What are the actual facts?  The toll of Palestinians killed by Israeli forces during the ‘ceasefire’ now is at least 520 (over 100 of them children), with nearly 1,400 people wounded.   In 27 months, Israel has exterminated over 2,700 extended Palestinian families, while 6,000 familieshave just one surviving member.  By Jan. 28, the total death toll was 71,667, not including thousands of bodies still buried under rubble.  On that day the Israeli military accepted Gaza Health Ministry numbers, after long denying their accuracy.  

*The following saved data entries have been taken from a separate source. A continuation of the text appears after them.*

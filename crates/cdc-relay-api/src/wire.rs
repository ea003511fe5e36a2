//! Inbound and outbound JSON formats.
//!
//! Two inbound shapes are accepted: native change records, and the DynamoDB
//! Streams event delivered to stream consumers. Both produce the same
//! response: the batch report plus the partial-batch failure list, whose item
//! identifiers are the sequence tokens of failed records.

use std::collections::{BTreeMap, HashMap};

use chrono::{DateTime, Utc};
use serde::{Deserialize, Serialize};
use serde_json::{Number, Value};

use cdc_relay_core::outcome::{BatchReport, RelayOutcome};
use cdc_relay_core::record::{ChangeKind, ChangeRecord, Image};

/// Body of `POST /api/v1/relay/batches`.
#[derive(Debug, Deserialize)]
pub struct BatchRequest {
    /// Records in delivery order.
    pub records: Vec<ChangeRecord>,
}

/// A DynamoDB typed attribute value.
#[derive(Debug, Clone, PartialEq, Deserialize)]
pub enum AttributeValue {
    /// String.
    S(String),
    /// Number, as its decimal text.
    N(String),
    /// Base64 binary.
    B(String),
    /// String set.
    SS(Vec<String>),
    /// Number set.
    NS(Vec<String>),
    /// Binary set.
    BS(Vec<String>),
    /// Map.
    M(HashMap<String, AttributeValue>),
    /// List.
    L(Vec<AttributeValue>),
    /// Null marker.
    #[serde(rename = "NULL")]
    Null(bool),
    /// Boolean.
    #[serde(rename = "BOOL")]
    Bool(bool),
}

impl AttributeValue {
    /// Converts to a plain JSON value. Numbers that do not fit a JSON number
    /// are kept as strings; binary stays base64 text.
    #[must_use]
    pub fn to_json(&self) -> Value {
        match self {
            Self::S(s) | Self::B(s) => Value::String(s.clone()),
            Self::N(n) => number(n),
            Self::SS(items) | Self::BS(items) => {
                Value::Array(items.iter().cloned().map(Value::String).collect())
            }
            Self::NS(items) => Value::Array(items.iter().map(|n| number(n)).collect()),
            Self::M(map) => Value::Object(
                map.iter()
                    .map(|(name, value)| (name.clone(), value.to_json()))
                    .collect(),
            ),
            Self::L(items) => Value::Array(items.iter().map(Self::to_json).collect()),
            Self::Null(_) => Value::Null,
            Self::Bool(b) => Value::Bool(*b),
        }
    }

    fn key_text(&self) -> String {
        match self {
            Self::S(s) | Self::N(s) | Self::B(s) => s.clone(),
            other => other.to_json().to_string(),
        }
    }
}

fn number(text: &str) -> Value {
    if let Ok(n) = text.parse::<i64>() {
        return Value::Number(n.into());
    }
    if let Ok(n) = text.parse::<u64>() {
        return Value::Number(n.into());
    }
    text.parse::<f64>()
        .ok()
        .and_then(Number::from_f64)
        .map_or_else(|| Value::String(text.to_owned()), Value::Number)
}

fn to_image(attributes: &HashMap<String, AttributeValue>) -> Image {
    attributes
        .iter()
        .map(|(name, value)| (name.clone(), value.to_json()))
        .collect()
}

/// The DynamoDB Streams event envelope.
#[derive(Debug, Deserialize)]
pub struct DynamoDbStreamEvent {
    /// Stream records in shard order.
    #[serde(rename = "Records", default)]
    pub records: Vec<StreamRecord>,
}

/// One DynamoDB Streams record.
#[derive(Debug, Deserialize)]
pub struct StreamRecord {
    /// `INSERT`, `MODIFY`, or `REMOVE`.
    #[serde(rename = "eventName")]
    pub event_name: String,
    /// ARN of the stream, which names the table.
    #[serde(rename = "eventSourceARN", default)]
    pub event_source_arn: Option<String>,
    /// Change payload.
    pub dynamodb: StreamChange,
}

/// The `dynamodb` section of a stream record.
#[derive(Debug, Deserialize)]
#[serde(rename_all = "PascalCase")]
pub struct StreamChange {
    /// Primary key attributes.
    #[serde(default)]
    pub keys: HashMap<String, AttributeValue>,
    /// Item after the change.
    #[serde(default)]
    pub new_image: Option<HashMap<String, AttributeValue>>,
    /// Item before the change.
    #[serde(default)]
    pub old_image: Option<HashMap<String, AttributeValue>>,
    /// Position of the record in its shard.
    pub sequence_number: String,
    /// Epoch seconds at which the change was captured.
    #[serde(default)]
    pub approximate_creation_date_time: Option<f64>,
}

/// Table name from a stream ARN such as
/// `arn:aws:dynamodb:us-east-1:123456789012:table/Orders/stream/2024-01-01T00:00:00.000`.
#[must_use]
pub fn table_name(stream_arn: &str) -> Option<&str> {
    let (_, resource) = stream_arn.split_once(":table/")?;
    resource.split('/').next().filter(|name| !name.is_empty())
}

/// Partition key built from sorted key attributes, e.g. `orderId=o-1`.
#[must_use]
pub fn partition_key(keys: &HashMap<String, AttributeValue>) -> String {
    let sorted: BTreeMap<&String, &AttributeValue> = keys.iter().collect();
    sorted
        .into_iter()
        .map(|(name, value)| format!("{name}={}", value.key_text()))
        .collect::<Vec<_>>()
        .join("&")
}

#[allow(clippy::cast_possible_truncation)]
fn capture_time(epoch_seconds: f64) -> Option<DateTime<Utc>> {
    DateTime::from_timestamp_millis((epoch_seconds * 1000.0).round() as i64)
}

impl StreamRecord {
    /// Converts to a change record. `received_at` stands in for a missing
    /// capture time; a missing or foreign ARN yields source `unknown`.
    #[must_use]
    pub fn into_change_record(self, received_at: DateTime<Utc>) -> ChangeRecord {
        let change = self.dynamodb;
        ChangeRecord {
            source: self
                .event_source_arn
                .as_deref()
                .and_then(table_name)
                .unwrap_or("unknown")
                .to_owned(),
            partition_key: partition_key(&change.keys),
            sequence_token: change.sequence_number,
            kind: ChangeKind::from(self.event_name),
            before_image: change.old_image.as_ref().map(to_image),
            after_image: change.new_image.as_ref().map(to_image),
            created_at: change
                .approximate_creation_date_time
                .and_then(capture_time)
                .unwrap_or(received_at),
        }
    }
}

/// Outcome of one record, as returned to the caller.
#[derive(Debug, Serialize)]
pub struct OutcomeBody {
    /// Position in the submitted batch.
    pub index: usize,
    /// Sequence token of the record.
    pub sequence_token: String,
    /// `forwarded`, `skipped_duplicate`, or `failed`.
    pub status: &'static str,
    /// Failure code, for failed records.
    #[serde(skip_serializing_if = "Option::is_none")]
    pub reason: Option<&'static str>,
    /// Failure message, for failed records.
    #[serde(skip_serializing_if = "Option::is_none")]
    pub message: Option<String>,
    /// Whether redelivery may succeed, for failed records.
    #[serde(skip_serializing_if = "Option::is_none")]
    pub retryable: Option<bool>,
}

/// Outcome counts.
#[derive(Debug, Serialize)]
pub struct SummaryBody {
    /// Records applied at the sink.
    pub forwarded: usize,
    /// Records skipped as duplicates.
    pub skipped: usize,
    /// Records that failed.
    pub failed: usize,
}

/// One entry of the partial-batch failure list.
#[derive(Debug, Serialize)]
pub struct BatchItemFailure {
    /// Sequence token of the failed record.
    #[serde(rename = "itemIdentifier")]
    pub item_identifier: String,
}

/// Response for every relay endpoint.
#[derive(Debug, Serialize)]
pub struct BatchResponse {
    /// Outcome counts.
    pub summary: SummaryBody,
    /// One entry per submitted record, in input order.
    pub outcomes: Vec<OutcomeBody>,
    /// Records the source should redeliver.
    #[serde(rename = "batchItemFailures")]
    pub batch_item_failures: Vec<BatchItemFailure>,
}

impl BatchResponse {
    /// Builds the response for `report`, which must describe `records`.
    #[must_use]
    pub fn new(records: &[ChangeRecord], report: &BatchReport) -> Self {
        let summary = report.summary();
        let outcomes: Vec<OutcomeBody> = report
            .outcomes()
            .iter()
            .zip(records)
            .enumerate()
            .map(|(index, (outcome, record))| {
                let (status, failure) = match outcome {
                    RelayOutcome::Forwarded => ("forwarded", None),
                    RelayOutcome::SkippedDuplicate => ("skipped_duplicate", None),
                    RelayOutcome::Failed(reason) => ("failed", Some(reason)),
                };
                OutcomeBody {
                    index,
                    sequence_token: record.sequence_token.clone(),
                    status,
                    reason: failure.map(|r| r.code()),
                    message: failure.map(ToString::to_string),
                    retryable: failure.map(|r| r.is_retryable()),
                }
            })
            .collect();
        let batch_item_failures = report
            .failed_indices()
            .into_iter()
            .filter_map(|index| records.get(index))
            .map(|record| BatchItemFailure {
                item_identifier: record.sequence_token.clone(),
            })
            .collect();

        Self {
            summary: SummaryBody {
                forwarded: summary.forwarded,
                skipped: summary.skipped,
                failed: summary.failed,
            },
            outcomes,
            batch_item_failures,
        }
    }
}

In Gaza the number keeps steadily rising.  Three journalists and two 13-year-olds were among the 11 Palestinians killed on Jan. 21.  On Jan. 24, three Palestinians were murdered by drones, including two teens collecting firewood, while five were killed on Jan. 29 and a further seven on Jan 30.  The following day, multiple airstrikes killed at least 30 more people, many of them children.  See a video of the attacks here.

Israel continues to bar foreign journalists from entering the Gaza Strip and on Jan. 25, the transmission tower of the first Gaza radio station to be opened since Oct. 2023 was blown up by quadcopter drones.  Under US pressure to move onto phase two of the ‘peace plan’ Israel announced on Jan 30 that the Rafah Crossing would open on Feb. 2 for “limited movement only” of 150-200 people.  Some residents could leave for medical treatment and those who left during the war could return if they had prior security authorization from Israel.  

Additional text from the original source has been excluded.